Glucose hofrieostasis is prirharlly maintained by the intricate bsilance of the glucoregiilatory, pancreatic hormones insulin and glucagon. Type 1 diabetes meljitus resijlts fironn the autoimmune destruction of pancreatic beta cells vt/h|ch produce insulin. Currently, the onjy available cure for type 1 diabeties is pancreatic or iislet transplantation, A prihriary linnitatJbn of theise bona fide cures is the limited availability of pancreataand paricreatic islets from cadaver donors. Because of thjs bottleneck, much work has been perfonned with the goal of finding an aiternative source of insulin-producing cells as well as establishing riiethpds to stimulate proliferation bf islets harvissted for transplantation.

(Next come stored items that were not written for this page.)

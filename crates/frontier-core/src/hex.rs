//! Cube coordinates for the hex board: tiles, vertices, and edges.
//!
//! Every location on the board is an integer triplet `(q, r, s)`. Three
//! coordinate classes are told apart by arithmetic constraints:
//!
//! - [`HexCoord`] identifies a tile: `q + r + s == 0`
//! - [`VertexCoord`] identifies a corner where settlements are built:
//!   `|q + r + s| == 1`
//! - [`EdgeCoord`] identifies a border where roads are built: exactly two of
//!   `|q|, |r|, |s|` are odd
//!
//! The sign of a vertex's component sum is its *pole*; poles alternate around
//! every hex, and an edge is always the pointwise sum of a positive-pole and a
//! negative-pole vertex. Tiles, vertices, and edges are stored in separate
//! collections and never share a keyspace.
//!
//! The canonical id of any coordinate is the string `"q,r,s"`. Formatting and
//! parsing round-trip exactly, and the serde representation is that same
//! string, so boards serialize to id-keyed maps. Pixel projection is a
//! presentation concern and lives outside this crate.

use serde::{Deserialize, Deserializer, Serialize, Serializer};
use std::fmt;
use std::str::FromStr;
use thiserror::Error;

/// Errors from parsing a coordinate id.
#[derive(Debug, Clone, PartialEq, Eq, Error)]
pub enum CoordError {
    /// The id is not three comma-separated integers.
    #[error("malformed coordinate id `{0}`, expected `q,r,s`")]
    Malformed(String),
    /// The triplet parsed but fails the class constraint.
    #[error("coordinate ({q},{r},{s}) is not a valid {class} coordinate")]
    WrongClass {
        q: i32,
        r: i32,
        s: i32,
        class: &'static str,
    },
}

/// Corner offsets of a hex in rotational order. Index 0 sits at 30 degrees,
/// each following index steps 60 degrees counterclockwise. Offsets alternate
/// between positive and negative pole.
const VERTEX_OFFSETS: [(i32, i32, i32); 6] = [
    (1, 0, 0),
    (0, -1, 0),
    (0, 0, 1),
    (-1, 0, 0),
    (0, 1, 0),
    (0, 0, -1),
];

/// A tile position on the hex grid. Components always sum to zero.
#[derive(Debug, Clone, Copy, PartialEq, Eq, Hash, PartialOrd, Ord)]
pub struct HexCoord {
    q: i32,
    r: i32,
    s: i32,
}

impl HexCoord {
    /// The six neighbor directions in rotational order, starting east.
    pub const DIRECTIONS: [HexCoord; 6] = [
        HexCoord::new(1, 0, -1),
        HexCoord::new(1, -1, 0),
        HexCoord::new(0, -1, 1),
        HexCoord::new(-1, 0, 1),
        HexCoord::new(-1, 1, 0),
        HexCoord::new(0, 1, -1),
    ];

    /// Create a tile coordinate. Panics unless `q + r + s == 0`; passing a
    /// triplet of the wrong class is a programmer error.
    pub const fn new(q: i32, r: i32, s: i32) -> Self {
        assert!(q + r + s == 0, "hex coordinate components must sum to zero");
        Self { q, r, s }
    }

    /// Create a tile coordinate, or `None` if the triplet is not tile-class.
    pub const fn try_new(q: i32, r: i32, s: i32) -> Option<Self> {
        if q + r + s == 0 {
            Some(Self { q, r, s })
        } else {
            None
        }
    }

    /// The center of the board.
    pub const fn origin() -> Self {
        Self { q: 0, r: 0, s: 0 }
    }

    pub const fn q(&self) -> i32 {
        self.q
    }

    pub const fn r(&self) -> i32 {
        self.r
    }

    pub const fn s(&self) -> i32 {
        self.s
    }

    /// Step `steps` times in the given direction.
    pub const fn offset(self, direction: HexCoord, steps: i32) -> Self {
        Self {
            q: self.q + direction.q * steps,
            r: self.r + direction.r * steps,
            s: self.s + direction.s * steps,
        }
    }

    /// The six neighboring tiles in rotational order.
    pub fn neighbors(self) -> [HexCoord; 6] {
        Self::DIRECTIONS.map(|d| self.offset(d, 1))
    }

    /// Distance to another tile in hex steps.
    pub fn distance_to(self, other: HexCoord) -> u32 {
        let dq = (self.q - other.q).abs();
        let dr = (self.r - other.r).abs();
        let ds = (self.s - other.s).abs();
        ((dq + dr + ds) / 2) as u32
    }

    /// The six corner vertices of this tile. Index 0 sits at 30 degrees and
    /// each following index steps 60 degrees; downstream projection code
    /// relies on this ordering.
    pub fn vertices(self) -> [VertexCoord; 6] {
        VERTEX_OFFSETS.map(|(dq, dr, ds)| VertexCoord::new(self.q + dq, self.r + dr, self.s + ds))
    }

    /// The six boundary edges of this tile, edge `i` joining vertices `i`
    /// and `i + 1`.
    pub fn edges(self) -> [EdgeCoord; 6] {
        let corners = self.vertices();
        std::array::from_fn(|i| EdgeCoord::between(corners[i], corners[(i + 1) % 6]))
    }
}

/// A corner position where three tiles meet. Components always sum to +1
/// or -1 (the vertex's pole).
#[derive(Debug, Clone, Copy, PartialEq, Eq, Hash, PartialOrd, Ord)]
pub struct VertexCoord {
    q: i32,
    r: i32,
    s: i32,
}

impl VertexCoord {
    /// Create a vertex coordinate. Panics unless `|q + r + s| == 1`; passing
    /// a triplet of the wrong class is a programmer error.
    pub const fn new(q: i32, r: i32, s: i32) -> Self {
        let sum = q + r + s;
        assert!(
            sum == 1 || sum == -1,
            "vertex coordinate components must sum to +1 or -1"
        );
        Self { q, r, s }
    }

    /// Create a vertex coordinate, or `None` if the triplet is not
    /// vertex-class.
    pub const fn try_new(q: i32, r: i32, s: i32) -> Option<Self> {
        let sum = q + r + s;
        if sum == 1 || sum == -1 {
            Some(Self { q, r, s })
        } else {
            None
        }
    }

    pub const fn q(&self) -> i32 {
        self.q
    }

    pub const fn r(&self) -> i32 {
        self.r
    }

    pub const fn s(&self) -> i32 {
        self.s
    }

    /// The component sum, +1 or -1. Adjacent vertices always have opposite
    /// poles.
    pub const fn pole(&self) -> i32 {
        self.q + self.r + self.s
    }

    /// The three tile coordinates around this vertex. All three are always
    /// class-valid; at the board boundary some will not exist as tiles, so
    /// callers intersect with the board's tile set.
    pub fn adjacent_hexes(self) -> [HexCoord; 3] {
        let p = self.pole();
        [
            HexCoord::new(self.q - p, self.r, self.s),
            HexCoord::new(self.q, self.r - p, self.s),
            HexCoord::new(self.q, self.r, self.s - p),
        ]
    }

    /// The three vertices one edge away, each of opposite pole.
    pub fn adjacent_vertices(self) -> [VertexCoord; 3] {
        let p = self.pole();
        [
            VertexCoord::new(self.q - p, self.r - p, self.s),
            VertexCoord::new(self.q - p, self.r, self.s - p),
            VertexCoord::new(self.q, self.r - p, self.s - p),
        ]
    }

    /// The three edges incident to this vertex.
    pub fn touching_edges(self) -> [EdgeCoord; 3] {
        self.adjacent_vertices().map(|n| EdgeCoord::between(self, n))
    }
}

/// A border position between two tiles. Exactly two components are odd, and
/// the triplet is the pointwise sum of the edge's two endpoint vertices.
#[derive(Debug, Clone, Copy, PartialEq, Eq, Hash, PartialOrd, Ord)]
pub struct EdgeCoord {
    q: i32,
    r: i32,
    s: i32,
}

impl EdgeCoord {
    /// Create an edge coordinate. Panics unless exactly two of the components
    /// are odd; passing a triplet of the wrong class is a programmer error.
    pub const fn new(q: i32, r: i32, s: i32) -> Self {
        assert!(
            (q & 1) + (r & 1) + (s & 1) == 2,
            "edge coordinate must have exactly two odd components"
        );
        Self { q, r, s }
    }

    /// Create an edge coordinate, or `None` if the triplet is not edge-class.
    pub const fn try_new(q: i32, r: i32, s: i32) -> Option<Self> {
        if (q & 1) + (r & 1) + (s & 1) == 2 {
            Some(Self { q, r, s })
        } else {
            None
        }
    }

    pub const fn q(&self) -> i32 {
        self.q
    }

    pub const fn r(&self) -> i32 {
        self.r
    }

    pub const fn s(&self) -> i32 {
        self.s
    }

    /// The edge joining two adjacent vertices: their pointwise sum. Panics if
    /// the vertices do not share an edge; that is a programmer error.
    pub fn between(a: VertexCoord, b: VertexCoord) -> EdgeCoord {
        assert!(
            a.adjacent_vertices().contains(&b),
            "vertices do not share an edge"
        );
        EdgeCoord::new(a.q + b.q, a.r + b.r, a.s + b.s)
    }

    /// Like [`EdgeCoord::between`] but returns `None` for non-adjacent
    /// vertices instead of panicking.
    pub fn try_between(a: VertexCoord, b: VertexCoord) -> Option<EdgeCoord> {
        if a.adjacent_vertices().contains(&b) {
            Some(EdgeCoord::new(a.q + b.q, a.r + b.r, a.s + b.s))
        } else {
            None
        }
    }

    /// The two endpoint vertices. The even component halves exactly; the two
    /// odd components round once up and once down.
    pub fn endpoints(self) -> [VertexCoord; 2] {
        let hi = |c: i32| (c + 1).div_euclid(2);
        let lo = |c: i32| c.div_euclid(2);
        [
            VertexCoord::new(hi(self.q), hi(self.r), hi(self.s)),
            VertexCoord::new(lo(self.q), lo(self.r), lo(self.s)),
        ]
    }
}

/// Wire format shared by all coordinate classes: the canonical id `"q,r,s"`.
/// `Display`/`FromStr` round-trip exactly, and serde reuses them so the id is
/// also the serialized form (including as JSON map keys).
macro_rules! coord_wire_format {
    ($ty:ident, $class:literal) => {
        impl fmt::Display for $ty {
            fn fmt(&self, f: &mut fmt::Formatter<'_>) -> fmt::Result {
                write!(f, "{},{},{}", self.q, self.r, self.s)
            }
        }

        impl FromStr for $ty {
            type Err = CoordError;

            fn from_str(text: &str) -> Result<Self, CoordError> {
                let components: Vec<i32> = text
                    .split(',')
                    .map(|part| part.trim().parse())
                    .collect::<Result<_, _>>()
                    .map_err(|_| CoordError::Malformed(text.to_string()))?;
                let &[q, r, s] = components.as_slice() else {
                    return Err(CoordError::Malformed(text.to_string()));
                };
                $ty::try_new(q, r, s).ok_or(CoordError::WrongClass {
                    q,
                    r,
                    s,
                    class: $class,
                })
            }
        }

        impl Serialize for $ty {
            fn serialize<S: Serializer>(&self, serializer: S) -> Result<S::Ok, S::Error> {
                serializer.collect_str(self)
            }
        }

        impl<'de> Deserialize<'de> for $ty {
            fn deserialize<D: Deserializer<'de>>(deserializer: D) -> Result<Self, D::Error> {
                let id = String::deserialize(deserializer)?;
                id.parse().map_err(serde::de::Error::custom)
            }
        }
    };
}

coord_wire_format!(HexCoord, "hex");
coord_wire_format!(VertexCoord, "vertex");
coord_wire_format!(EdgeCoord, "edge");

The current application addresses the critical need to establish methods to increase pancreatic islet mass. If successful, nfiore patients with type 1 diabetes will benefit from islet transplantation and be free from this serious disease. We have recently discovered that the pf-btease-reslstant peptide trefoil factor 3 (TFF3) is a jgrpwth factor for pancreatic islets. Since the discovery of TFFS's ability to increase cell proliferation of pancreatic beta cells, vt/e have begun to uncover the signaling pathways that lead tO: this beneficial effect. However, much work remains to fully characterize these pathways and to perhaps reveal other pathways that can be exploited in order tb Increase pancreatic beta cell tmiass. Further, it is equallylmportantto continue to identify novel factors that have the abiJify to increase beta cell mass. In pursuit of these goals.the following specific aims are proposed: 1) to determine the role of EGFlreceptor signaling on TFF-3 induced beta cell proliferation, 2) to determine the ro\e of Gene 33/Mig-6/RALT in mbdulatlng EGF receptcr signaling and beta cell proliferation, and 3) to identify noverfactors that regulate pancreatic beta cell mass. The results of this work might increase the therapeutic efficacy of islettrahsplant^tlpn.:

血糖的稳定主要由糖代谢、胰岛素和胰升糖素的复杂平衡来维持。1型糖尿病患者首先依靠自身免疫破坏胰岛β细胞，Vt/h|ch产生胰岛素。目前，治疗1型糖尿病的唯一有效方法是胰腺或胰岛移植，真正有效的治疗方法之一是从身体捐赠者那里获得有限的胰腺和胰岛。由于这一瓶颈，许多工作已经完成，目标是找到一个天然的胰岛素产生细胞来源，并建立Riethpds来刺激胰岛的增殖，以利于移植。目前的应用解决了建立增加胰岛质量的方法的迫切需要。如果成功，更多的1型糖尿病患者将从胰岛移植中受益，并摆脱这种严重的疾病。我们最近发现三叶因子3(TFF3)是一种胰岛生长因子。 自从TFFS促进胰岛β细胞增殖的能力被发现以来，Vt/e已经开始揭示导致这一有益效果的信号通路。然而，仍有许多工作要做，以充分描述这些途径的特征，并可能揭示其他可以被利用的途径，以便TB增加胰岛β细胞的分泌。此外，继续识别具有增加β细胞质量的作用的新因素也是同等重要的。为实现这些目标，我们提出了以下具体目标：1)确定EGF1受体信号在TFF-3诱导的β细胞增殖中的作用；2)确定基因33/Mig-6/RALT在调节EGF受体信号和β细胞增殖中的作用；3)寻找调节胰岛β细胞质量的新因素。这项工作的结果可能会增加岛叶植物的治疗效果。